Cisco Small Business 100, 300, and 500 Series Wireless Access Points Vulnerabilities

Vulnerability

The web-based management interface of certain Cisco Small Business 100, 300, and 500 Series Wireless Access Points is vulnerable to command injection (CWE-78). Affected models include WAP125 (1.0.3.1 and earlier), WAP131 (1.0.2.17 and earlier), WAP150 (1.1.2.4 and earlier), WAP351 (1.0.2.17 and earlier), WAP361 (1.1.2.4 and earlier), and WAP581 (1.0.3.1 and earlier) [1][2]. The vulnerability is due to improper input validation of user-supplied input [1].

Exploitation

An attacker must have valid administrative credentials for the device.
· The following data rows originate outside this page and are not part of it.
use async_trait::async_trait;
use serde::{Deserialize, Serialize};

use crate::error::ClientError;

/// Trades a refresh token for a new access token.
#[async_trait]
pub trait TokenRefresher: Send + Sync {
    async fn refresh(&self, refresh_token: &str) -> Result<String, ClientError>;
}

#[derive(Serialize)]
#[serde(rename_all = "camelCase")]
struct RefreshBody<'a> {
    refresh_token: &'a str,
}

#[derive(Deserialize)]
#[serde(rename_all = "camelCase")]
struct RefreshReply {
    access_token: String,
}

/// `POST {base}/refresh-token` against the identity API.
#[derive(Debug, Clone)]
pub struct HttpTokenRefresher {
    http: reqwest::Client,
    url: String,
}

impl HttpTokenRefresher {
    pub fn new(http: reqwest::Client, base_url: &str) -> Self {
        Self {
            http,
            url: format!("{}/refresh-token", base_url.trim_end_matches('/')),
        }
    }
}

#[async_trait]
impl TokenRefresher for HttpTokenRefresher {
    async fn refresh(&self, refresh_token: &str) -> Result<String, ClientError> {
        let resp = self.http.post(&self.url).json(&RefreshBody { refresh_token }).send().await?;

        if !resp.status().is_success() {
            let status = resp.status().as_u16();
            let body = resp.text().await.unwrap_or_default();
            return Err(ClientError::Rejected { status, body });
        }

        let reply: RefreshReply = resp.json().await?;
        Ok(reply.access_token)
    }
}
By sending a crafted HTTP request to the web-based management interface, the attacker can exploit the improper input validation to inject arbitrary commands [1]. No user interaction is required, and the attack can be carried out remotely over the network [1][2].

Impact

Successful exploitation allows the attacker to execute arbitrary commands with administrative privileges on the affected device [1]. The CVSS base score is 5.5 (High confidentiality impact, Low integrity impact, no availability impact) [2]. The attacker can fully compromise the confidentiality of the device and partially alter its configuration or data.

Mitigation

Cisco has released software updates addressing this vulnerability; users should upgrade to the latest firmware for their respective models [1]. There are no workarounds that mitigate the vulnerability [1]. Note that WAP131 and WAP351 are End-of-Life (EOL) and no longer supported, so upgrading may not be possible for those models [2].